Attackers are increasingly building capabilities to target the core banking system, as well as exploit the human interaction around them, by targeting the employees, and customers. Something similar happened with Wells Fargo customers when attackers targeted them via phishing attacks.
Wells Fargo - an attractive target
Recently, customers of Wells Fargo bank became the target of three different phishing attacks within one month.
- This month, a phishing campaign impersonated and lured the Wells Fargo customers to phishing pages with the help of fake calendar invites via .ics calendar file attachments. It tricked them into entering sensitive information such as their credentials, as well as their cards’ four-digit PIN.
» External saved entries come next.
use marten_mln::{
    config::Config,
    context::Context,
    reports::Report,
    structures::formula::{Formula, WeightedFormula},
};

/// A config which seeds every evidence-free atom false, for a known start world.
fn all_false_config() -> Config {
    let mut cfg = Config::default();
    cfg.polarity_lean.value = 0.0;
    cfg
}

mod walks {
    use super::*;

    #[test]
    fn a_satisfiable_base_concludes_satisfied() {
        let mut ctx = Context::from_config(all_false_config());
        let a = ctx.fresh_atom("a", &[]).unwrap();
        let b = ctx.fresh_atom("b", &[]).unwrap();

        let disjunction = Formula::or(vec![Formula::atom(a), Formula::atom(b)]);
        ctx.add_formula(WeightedFormula::soft(disjunction, 2.0))
            .unwrap();

        assert_eq!(ctx.search(), Ok(Report::Satisfied));
        assert_eq!(ctx.best_uns_sum(), 0.0);
        assert!(ctx.best_world().value_of(a) || ctx.best_world().value_of(b));
        assert!(ctx.counters.total_moves >= 1);
    }

    #[test]
    fn competing_soft_formulas_settle_on_the_cheaper() {
        let mut ctx = Context::from_config(all_false_config());
        let a = ctx.fresh_atom("a", &[]).unwrap();
        let b = ctx.fresh_atom("b", &[]).unwrap();

        let exclusion = Formula::not(Formula::and(vec![Formula::atom(a), Formula::atom(b)]));
        ctx.add_formula(WeightedFormula::hard(exclusion)).unwrap();
        ctx.add_formula(WeightedFormula::soft(Formula::atom(a), 1.0))
            .unwrap();
        ctx.add_formula(WeightedFormula::soft(Formula::atom(b), 1.0))
            .unwrap();

        assert_eq!(ctx.search(), Ok(Report::StepLimit));

        // One soft formula fails in any world the hard formula allows.
        assert_eq!(ctx.best_uns_sum(), 1.0);
        assert_eq!(ctx.hard_violation_count(ctx.best_world()), 0);
        assert_ne!(
            ctx.best_world().value_of(a),
            ctx.best_world().value_of(b)
        );

        assert_eq!(ctx.counters.total_moves, 1000);
        assert_eq!(
            ctx.counters.greedy_moves + ctx.counters.random_moves,
            ctx.counters.total_moves
        );
        assert!(ctx.counters.greedy_moves > 0);
        assert!(ctx.counters.random_moves > 0);
    }

    #[test]
    fn evidence_is_respected() {
        let mut ctx = Context::from_config(Config::default());
        let a = ctx.fresh_atom("a", &[]).unwrap();

        ctx.add_formula(WeightedFormula::soft(Formula::not(Formula::atom(a)), 5.0))
            .unwrap();
        ctx.assert_evidence(a, true).unwrap();

        assert_eq!(ctx.search(), Ok(Report::StepLimit));
        assert!(ctx.best_world().value_of(a));
        assert_eq!(ctx.best_uns_sum(), 5.0);
        assert!(!ctx.is_flippable(a));
    }

    #[test]
    fn a_hard_conflict_still_returns_the_best_world() {
        let mut ctx = Context::from_config(Config::default());
        let a = ctx.fresh_atom("a", &[]).unwrap();

        ctx.add_formula(WeightedFormula::hard(Formula::atom(a)))
            .unwrap();
        ctx.add_formula(WeightedFormula::hard(Formula::not(Formula::atom(a))))
            .unwrap();

        // The walk concludes without error, noting the violation for the caller.
        assert_eq!(ctx.search(), Ok(Report::StepLimit));
        assert_eq!(ctx.best_uns_sum(), 1.0);
        assert_eq!(ctx.hard_violation_count(ctx.best_world()), 1);
        assert_eq!(ctx.counters.total_moves, 1000);
    }

    #[test]
    fn the_terminate_callback_stops_the_walk() {
        let mut ctx = Context::from_config(all_false_config());
        let a = ctx.fresh_atom("a", &[]).unwrap();
        ctx.add_formula(WeightedFormula::soft(Formula::atom(a), 1.0))
            .unwrap();

        ctx.set_callback_terminate(Box::new(|| true));

        assert_eq!(ctx.search(), Ok(Report::Terminated));
        assert_eq!(ctx.counters.total_moves, 0);
        assert_eq!(ctx.best_uns_sum(), 1.0);
    }

    #[test]
    fn the_progress_callback_follows_the_interval() {
        use std::{cell::RefCell, rc::Rc};

        let mut cfg = Config::default();
        cfg.step_limit.value = 350;
        cfg.progress_interval.value = 100;
        let mut ctx = Context::from_config(cfg);

        let a = ctx.fresh_atom("a", &[]).unwrap();
        ctx.add_formula(WeightedFormula::hard(Formula::atom(a)))
            .unwrap();
        ctx.add_formula(WeightedFormula::hard(Formula::not(Formula::atom(a))))
            .unwrap();

        let seen: Rc<RefCell<Vec<usize>>> = Rc::default();
        let hook = seen.clone();
        ctx.set_callback_progress(Box::new(move |moves, _best| hook.borrow_mut().push(moves)));

        assert_eq!(ctx.search(), Ok(Report::StepLimit));
        assert_eq!(*seen.borrow(), vec![100, 200, 300]);
    }

    #[test]
    fn a_fixed_seed_repeats_the_walk() {
        let build = || {
            let mut cfg = Config::default();
            cfg.seed.value = 73;
            let mut ctx = Context::from_config(cfg);

            let a = ctx.fresh_atom("a", &[]).unwrap();
            let b = ctx.fresh_atom("b", &[]).unwrap();

            let exclusion = Formula::not(Formula::and(vec![Formula::atom(a), Formula::atom(b)]));
            ctx.add_formula(WeightedFormula::hard(exclusion)).unwrap();
            ctx.add_formula(WeightedFormula::soft(Formula::atom(a), 1.0))
                .unwrap();
            ctx.add_formula(WeightedFormula::soft(Formula::atom(b), 1.0))
                .unwrap();

            (ctx, a, b)
        };

        let (mut first, a, b) = build();
        let (mut second, _, _) = build();

        assert_eq!(first.search(), second.search());
        assert_eq!(first.best_uns_sum(), second.best_uns_sum());
        assert_eq!(
            first.best_world().value_of(a),
            second.best_world().value_of(a)
        );
        assert_eq!(
            first.best_world().value_of(b),
            second.best_world().value_of(b)
        );
        assert_eq!(first.counters.total_flips, second.counters.total_flips);
        assert_eq!(first.counters.greedy_moves, second.counters.greedy_moves);
    }
}

mod blocks {
    use super::*;

    #[test]
    fn a_block_holds_exactly_one_member() {
        let mut ctx = Context::from_config(Config::default());
        let p = ctx.fresh_atom("Status", &["p"]).unwrap();
        let q = ctx.fresh_atom("Status", &["q"]).unwrap();
        let r = ctx.fresh_atom("Status", &["r"]).unwrap();
        ctx.set_block(vec![p, q, r]).unwrap();

        ctx.add_formula(WeightedFormula::soft(Formula::atom(p), 2.0))
            .unwrap();
        ctx.add_formula(WeightedFormula::soft(Formula::atom(q), 1.0))
            .unwrap();

        assert_eq!(ctx.search(), Ok(Report::StepLimit));

        // Raising p costs less than raising q or r.
        assert_eq!(ctx.best_uns_sum(), 1.0);
        assert!(ctx.best_world().value_of(p));

        let best_raised = [p, q, r]
            .iter()
            .filter(|&&member| ctx.best_world().value_of(member))
            .count();
        assert_eq!(best_raised, 1);

        let raised = [p, q, r]
            .iter()
            .filter(|&&member| ctx.ledger.world().value_of(member))
            .count();
        assert_eq!(raised, 1);
    }

    #[test]
    fn evidence_pins_a_block() {
        let mut ctx = Context::from_config(Config::default());
        let p = ctx.fresh_atom("Status", &["p"]).unwrap();
        let q = ctx.fresh_atom("Status", &["q"]).unwrap();
        let r = ctx.fresh_atom("Status", &["r"]).unwrap();
        ctx.set_block(vec![p, q, r]).unwrap();
        ctx.assert_evidence(q, true).unwrap();

        // The soft formula pulls against the pin, in vain.
        ctx.add_formula(WeightedFormula::soft(Formula::atom(p), 4.0))
            .unwrap();

        assert_eq!(ctx.search(), Ok(Report::StepLimit));
        assert!(!ctx.best_world().value_of(p));
        assert!(ctx.best_world().value_of(q));
        assert!(!ctx.best_world().value_of(r));
        assert_eq!(ctx.best_uns_sum(), 4.0);
        assert_eq!(ctx.counters.total_flips, 0);

        assert!(!ctx.is_flippable(p));
        assert!(!ctx.is_flippable(q));
        assert!(!ctx.is_flippable(r));
    }

    #[test]
    fn conflicting_block_evidence_is_rejected() {
        use marten_mln::types::err::{ErrorKind, EvidenceError};

        let mut ctx = Context::from_config(Config::default());
        let p = ctx.fresh_atom("Status", &["p"]).unwrap();
        let q = ctx.fresh_atom("Status", &["q"]).unwrap();
        let block = ctx.set_block(vec![p, q]).unwrap();

        ctx.assert_evidence(p, true).unwrap();
        ctx.assert_evidence(q, true).unwrap();

        assert_eq!(
            ctx.search(),
            Err(ErrorKind::Evidence(EvidenceError::BlockMultipleTrue(block)))
        );
    }

    #[test]
    fn a_block_held_down_by_evidence_is_rejected() {
        use marten_mln::types::err::{ErrorKind, EvidenceError};

        let mut ctx = Context::from_config(Config::default());
        let p = ctx.fresh_atom("Status", &["p"]).unwrap();
        let q = ctx.fresh_atom("Status", &["q"]).unwrap();
        let block = ctx.set_block(vec![p, q]).unwrap();

        ctx.assert_evidence(p, false).unwrap();
        ctx.assert_evidence(q, false).unwrap();

        assert_eq!(
            ctx.search(),
            Err(ErrorKind::Evidence(EvidenceError::BlockWithoutTrue(block)))
        );
    }
}

mod rendering {
    use super::*;

    #[test]
    fn the_best_world_prints_by_atom() {
        let mut ctx = Context::from_config(all_false_config());
        let wet = ctx.fresh_atom("Wet", &["lawn"]).unwrap();
        let rain = ctx.fresh_atom("Rain", &[]).unwrap();

        ctx.add_formula(WeightedFormula::hard(Formula::atom(wet)))
            .unwrap();
        ctx.assert_evidence(rain, false).unwrap();

        assert_eq!(ctx.search(), Ok(Report::Satisfied));
        assert_eq!(
            ctx.best_world_string(),
            "Wet(lawn)\n!Rain\nUnsatisfied Sum: 0"
        );
    }
}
- In the same month, an email spam campaign was uncovered in the United States spreading the malware IcedID malware to harvest credentials from the customers of Wells Fargo and few other banks.
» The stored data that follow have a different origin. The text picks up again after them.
/*!
Searches for a lowest-cost world of the knowledge base in a context.

# Overview

[search](crate::procedures::search) casts MaxWalkSAT over the clauses of the knowledge base, with the cost of a world the sum of the effective weights of the formulas the world leaves unsatisfied.

Each move either repairs a drawn unsatisfied formula with the cheapest flips available, or flips some flippable atom at random, with the mix set by [greedy_bias](crate::config::Config::greedy_bias).
The walk keeps a snapshot of the best world seen, revised on strict improvement, and never fails for want of convergence: on any exit the best world stands, with hard formulas the world violates noted in the log.

Abstracting the bookkeeping, the walk is:

```rust,ignore
'walk_loop: for _ in 0..step_limit {
    if self.ledger.unsat_clauses().is_empty() {
        report = Report::Satisfied;
        break 'walk_loop;
    }

    match self.rng.random_bool(self.config.greedy_bias.value) {
        true => self.greedy_step(),
        false => self.random_step(),
    }

    // Snapshot the world, on strict improvement.
}
```

A walk concludes [Satisfied](crate::reports::Report::Satisfied) only with every clause of every active formula satisfied, so a conclusion of satisfaction is exact while any other report bounds the knowledge base from above by the best world.

# Example

```rust
# use marten_mln::config::Config;
# use marten_mln::context::Context;
# use marten_mln::reports::Report;
# use marten_mln::structures::formula::{Formula, WeightedFormula};
let mut the_context = Context::from_config(Config::default());

let a = the_context.fresh_atom("a", &[]).unwrap();
let b = the_context.fresh_atom("b", &[]).unwrap();

let exclusion = Formula::not(Formula::and(vec![Formula::atom(a), Formula::atom(b)]));
assert!(the_context.add_formula(WeightedFormula::hard(exclusion)).is_ok());
assert!(the_context.add_formula(WeightedFormula::soft(Formula::atom(a), 1.0)).is_ok());

assert_eq!(the_context.search(), Ok(Report::Satisfied));
assert_eq!(the_context.hard_violation_count(the_context.best_world()), 0);
```
*/

use crate::{
    context::{ContextState, GenericContext},
    misc::log::targets,
    reports::Report,
    types::err::ErrorKind,
};

impl<R: rand::Rng + std::default::Default> GenericContext<R> {
    /// Searches for a lowest-cost world, from a fresh seed world.
    ///
    /// The best world found is kept with its cost, however the walk concludes.
    pub fn search(&mut self) -> Result<Report, ErrorKind> {
        self.initialize()?;

        let report = self.walk(self.config.step_limit.value, true);

        let violations = self.hard_violation_count(&self.best_world);
        if violations != 0 {
            log::warn!(target: targets::SEARCH, "The best world violates {violations} hard formulas");
        }

        self.state = ContextState::Concluded;
        Ok(report)
    }

    /// Walks from the current world for at most the given count of moves, satisfied or otherwise.
    ///
    /// With `track_best` the lowest-cost world seen is kept, snapshot on strict improvement.
    pub(crate) fn walk(&mut self, step_limit: usize, track_best: bool) -> Report {
        let total_time = std::time::Instant::now();
        let time_limit = self.config.time_limit.value;

        let mut report = Report::StepLimit;

        'walk_loop: for _ in 0..step_limit {
            if self.ledger.unsat_clauses().is_empty() {
                report = Report::Satisfied;
                break 'walk_loop;
            }

            self.counters.time = total_time.elapsed();
            if !time_limit.is_zero() && self.counters.time > time_limit {
                report = Report::TimeLimit;
                break 'walk_loop;
            }

            if self.check_callback_terminate() {
                report = Report::Terminated;
                break 'walk_loop;
            }

            match self.rng.random_bool(self.config.greedy_bias.value) {
                true => self.greedy_step(),
                false => self.random_step(),
            }
            self.counters.total_moves += 1;

            if track_best {
                match self.ledger.uns_sum() < self.best_uns_sum {
                    true => {
                        self.best_uns_sum = self.ledger.uns_sum();
                        self.best_world = self.ledger.world().clone();
                        self.counters.best_move = self.counters.total_moves;
                        self.counters.stall = 0;
                    }
                    false => self.counters.stall += 1,
                }

                let interval = self.config.progress_interval.value;
                if interval != 0 && self.counters.total_moves % interval == 0 {
                    log::info!(target: targets::SEARCH, "Move {}: best sum {}", self.counters.total_moves, self.best_uns_sum);
                    self.make_callback_progress(self.counters.total_moves, self.best_uns_sum);
                }
            }
        }

        // The final move may have satisfied the last unsatisfied clause.
        if report == Report::StepLimit && self.ledger.unsat_clauses().is_empty() {
            report = Report::Satisfied;
        }

        self.counters.time = total_time.elapsed();
        log::debug!(target: targets::SEARCH, "Walked {} moves to {report}", self.counters.total_moves);

        report
    }
}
- In early June, attackers used Qbot Trojan payload to steal data from customers of dozens of US financial institutions like Bank of America, Wells Fargo, JP Morgan, etc.
Phishing attacks duping other financial organizations
In the past several months, hackers have carried out phishing attacks on various other financial organizations to gain access to users' sensitive information.
- In April 2020, in multiple spam campaigns, scammers sent out emails impersonating the U.S. Federal Reserve and lured recipients with financial relief options through the Payment Protection Program.
- In December 2019, a new phishing campaign impersonated the customers of several banks, including Royal Bank of Canada (RBC), Scotiabank, BMO Bank of Montreal, Interac, Tangerine, CIBC Canadian Imperial Bank of Commerce, Desjardins Bank, TD Canada Trust, Simplii Financial, ATB Financial, American Express, Rogers Communications, and Coast Capital Savings to steal sensitive data.
To avoid such phishing attacks financial institutions should educate and train their employees with mock phishing scenarios. Deploy a SPAM filter to detect viruses, blank senders, harmful attachments, etc., and a web filter to block malicious websites.